Kaplan-Meier survival estimate.
Discussion
Previous studies use 15 cm as the upper limit when considering a laparoscopic approach; however, with the conversion rate and significant difference in size of tumor between the laparoscopic converted to open and LCN cases, we cannot recommend this. 7,8 Defining a tumor size that dictates whether an open or laparoscopic approach is appropriate is difficult to standardize. Factors such as thrombus extent, degree of adenopathy, and skill of the surgeon have to be taken into account. 9 Hand-assisted laparoscopy may help the surgeon tackle the more difficult cases without converting to an open approach. Hand assistance is also useful in the occasional patient when significant bleeding during renal hilar dissection could be initially managed with direct digital tamponade.
Hallmark randomized studies have demonstrated a significant improvement in overall survival and delay in progression of disease for those undergoing a cytoreductive nephrectomy before interferon-alpha immunotherapy. 1,2 Since then, different forms of medical treatment, such as tyrosine kinase inhibitors, have undergone investigation and shown survival benefits as well. 3 Although this study shows no significant difference in time to commencement of immunotherapy between the LCN and OCN groups (5 vs 9 mos, respectively), previous studies have demonstrated a significant difference, with LCN patients starting therapy earlier. 4,6
This study does show a significant difference in shorter LOH for those undergoing LCN, but whether a shorter hospital stay indicates a quicker recovery time to tolerate immunotherapy is not evident. The difference was most likely not significant because of the relatively small patient numbers. Those who undergo LCN may need less pain medication postoperatively and, thereby, recover faster. Bachman and associates, 10 in a retrospective study, demonstrated a decrease in the amount of pain medication needed by those undergoing either a laparoscopic retroperitoneal or hand-assisted donor nephrectomy vs open donor nephrectomy. Future studies that evaluate the amount of medication necessary and its affect on length of recovery of those undergoing a laparoscopic vs open cytoreductive nephrectomy may be helpful. With the advent of newer forms of systemic therapy, surgery that will provide patients with the speediest recovery to initiate treatment may become an advantage.

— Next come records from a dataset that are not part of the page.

// Path: crates/client/src/upload.rs
//! Upload service client and the GraphQL lookup used to detect prior
//! uploads.

use crate::send_json;
use async_trait::async_trait;
use base64::engine::general_purpose::URL_SAFE_NO_PAD;
use base64::Engine;
use observer_api::publish::{Tag, UploadClient, UploadItem};
use observer_types::Result;
use reqwest::Client;
use serde::{Deserialize, Serialize};

#[derive(Debug, Serialize)]
struct UploadEnvelope<'a> {
    data: String,
    owner: String,
    signature: String,
    tags: &'a [Tag],
}

#[derive(Debug, Deserialize)]
struct UploadResponse {
    id: String,
}

#[derive(Debug, Serialize)]
struct GraphQlRequest {
    query: String,
}

#[derive(Debug, Deserialize)]
struct GraphQlResponse {
    data: Option<GraphQlData>,
}

#[derive(Debug, Deserialize)]
struct GraphQlData {
    transactions: Transactions,
}

#[derive(Debug, Deserialize)]
struct Transactions {
    edges: Vec<Edge>,
}

#[derive(Debug, Deserialize)]
struct Edge {
    node: Node,
}

#[derive(Debug, Deserialize)]
struct Node {
    id: String,
}

/// A GraphQL string literal. JSON string escaping is a subset of GraphQL's.
fn graphql_string(value: &str) -> String {
    serde_json::Value::from(value).to_string()
}

/// Builds the query for the newest transaction by `owner` carrying every tag.
fn transactions_query(owner: &str, tags: &[Tag]) -> String {
    let tag_filters = tags
        .iter()
        .map(|t| {
            format!(
                "{{ name: {}, values: [{}] }}",
                graphql_string(&t.name),
                graphql_string(&t.value)
            )
        })
        .collect::<Vec<_>>()
        .join(", ");
    format!(
        "{{ transactions(first: 1, owners: [{}], tags: [{tag_filters}]) {{ edges {{ node {{ id }} }} }} }}",
        graphql_string(owner)
    )
}

/// Posts signed items to `{upload_base}/tx` and looks up earlier uploads
/// through `{graphql_base}/graphql`.
#[derive(Clone)]
pub struct HttpUploadClient {
    upload_base: String,
    graphql_base: String,
    client: Client,
}

impl HttpUploadClient {
    /// Builds the client.
    pub fn new(upload_base: impl Into<String>, graphql_base: impl Into<String>, client: Client) -> Self {
        Self {
            upload_base: upload_base.into().trim_end_matches('/').to_string(),
            graphql_base: graphql_base.into().trim_end_matches('/').to_string(),
            client,
        }
    }
}

#[async_trait]
impl UploadClient for HttpUploadClient {
    async fn find_upload(&self, owner_address: &str, tags: &[Tag]) -> Result<Option<String>> {
        let url = format!("{}/graphql", self.graphql_base);
        let request = GraphQlRequest {
            query: transactions_query(owner_address, tags),
        };
        let resp: GraphQlResponse = send_json(&url, self.client.post(&url).json(&request)).await?;
        Ok(resp
            .data
            .and_then(|d| d.transactions.edges.into_iter().next())
            .map(|edge| edge.node.id))
    }

    async fn upload(&self, item: UploadItem) -> Result<String> {
        let url = format!("{}/tx", self.upload_base);
        let envelope = UploadEnvelope {
            data: URL_SAFE_NO_PAD.encode(&item.data),
            owner: URL_SAFE_NO_PAD.encode(&item.owner),
            signature: URL_SAFE_NO_PAD.encode(&item.signature),
            tags: &item.tags,
        };
        let resp: UploadResponse = send_json(&url, self.client.post(&url).json(&envelope)).await?;
        tracing::debug!(target: "upload", id = %resp.id, bytes = item.data.len(), "uploaded item");
        Ok(resp.id)
    }
}

#[cfg(test)]
mod tests {
    use super::*;
    use wiremock::matchers::{body_json, body_string_contains, method, path};
    use wiremock::{Mock, MockServer, ResponseTemplate};

    #[test]
    fn test_query_names_owner_and_tags() {
        let query = transactions_query(
            "owner-1",
            &[Tag::new("App-Name", "AR-IO Observer"), Tag::new("AR-IO-Epoch-Start-Height", "100")],
        );
        assert!(query.contains(r#"owners: ["owner-1"]"#));
        assert!(query.contains(r#"{ name: "App-Name", values: ["AR-IO Observer"] }"#));
        assert!(query.contains(r#"{ name: "AR-IO-Epoch-Start-Height", values: ["100"] }"#));
    }

    #[test]
    fn test_query_escapes_quotes_and_keeps_unicode() {
        let query = transactions_query("owner-1", &[Tag::new("Note", "caf\u{e9} \"x\"")]);
        assert!(query.contains(r#"values: ["café \"x\""]"#));
        assert!(!query.contains(r"\u{"));
    }

    #[tokio::test]
    async fn test_find_upload_reads_first_edge() {
        let server = MockServer::start().await;
        Mock::given(method("POST"))
            .and(path("/graphql"))
            .and(body_string_contains("owner-1"))
            .respond_with(ResponseTemplate::new(200).set_body_json(serde_json::json!({
                "data": { "transactions": { "edges": [ { "node": { "id": "tx-9" } } ] } }
            })))
            .mount(&server)
            .await;
        let uploads = HttpUploadClient::new(server.uri(), server.uri(), Client::new());
        assert_eq!(
            uploads.find_upload("owner-1", &[]).await.unwrap().as_deref(),
            Some("tx-9")
        );
    }

    #[tokio::test]
    async fn test_find_upload_without_edges() {
        let server = MockServer::start().await;
        Mock::given(method("POST"))
            .and(path("/graphql"))
            .respond_with(ResponseTemplate::new(200).set_body_json(serde_json::json!({
                "data": { "transactions": { "edges": [] } }
            })))
            .mount(&server)
            .await;
        let uploads = HttpUploadClient::new(server.uri(), server.uri(), Client::new());
        assert!(uploads.find_upload("owner-1", &[]).await.unwrap().is_none());
    }

    #[tokio::test]
    async fn test_upload_posts_encoded_envelope() {
        let server = MockServer::start().await;
        Mock::given(method("POST"))
            .and(path("/tx"))
            .and(body_json(serde_json::json!({
                "data": "AQID",
                "owner": "BAU",
                "signature": "Bg",
                "tags": [{ "name": "Content-Encoding", "value": "gzip" }]
            })))
            .respond_with(ResponseTemplate::new(200).set_body_json(serde_json::json!({ "id": "tx-1" })))
            .expect(1)
            .mount(&server)
            .await;
        let uploads = HttpUploadClient::new(server.uri(), server.uri(), Client::new());
        let id = uploads
            .upload(UploadItem {
                data: vec![1, 2, 3],
                tags: vec![Tag::new("Content-Encoding", "gzip")],
                owner: vec![4, 5],
                signature: vec![6],
            })
            .await
            .unwrap();
        assert_eq!(id, "tx-1");
    }
}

The limitations of this study begin with the design. This study is retrospective and, although pairs were matched according to potential confounding factors such as pathologic size and stage, there is still a selection bias in the formation of these groups. Ideally, a randomized controlled study may help delineate what tumor size is safe when taking the laparoscopic approach. Although this is the largest study of LCN cases to date, the number is still small, indicating future studies are needed to analyze larger groups and to derive significant conclusions.
Conclusion
LCN for metastatic RCC, in experienced hands, is a safe option for tumors 10 cm and smaller, without adjacent organ involvement, IVC involvement, or bulky lymphadenopathy. According to our data, procedures in which tumors were larger than 10 cm were more likely to be converted to open procedures. Tumor size alone, however, cannot be considered in isolation during decision making regarding the approach in a patient. Apart from tumor characteristics, such as adjacent organ involvement and lymphadenopathy, the surgeon's laparoscopic experience with large tumors must also be considered. The approach (laparoscopic vs open) had no significant effect on postoperative complications or time to systemic therapy.
Footnotes
Acknowledgments
The authors would like to thank staff, including Dr. Stephen Beck, Dr. Richard Bihrle, Dr. Michael Koch, and Dr. Richard Foster, who performed the open surgeries.
Disclosure Statement
No competing financial interests exist.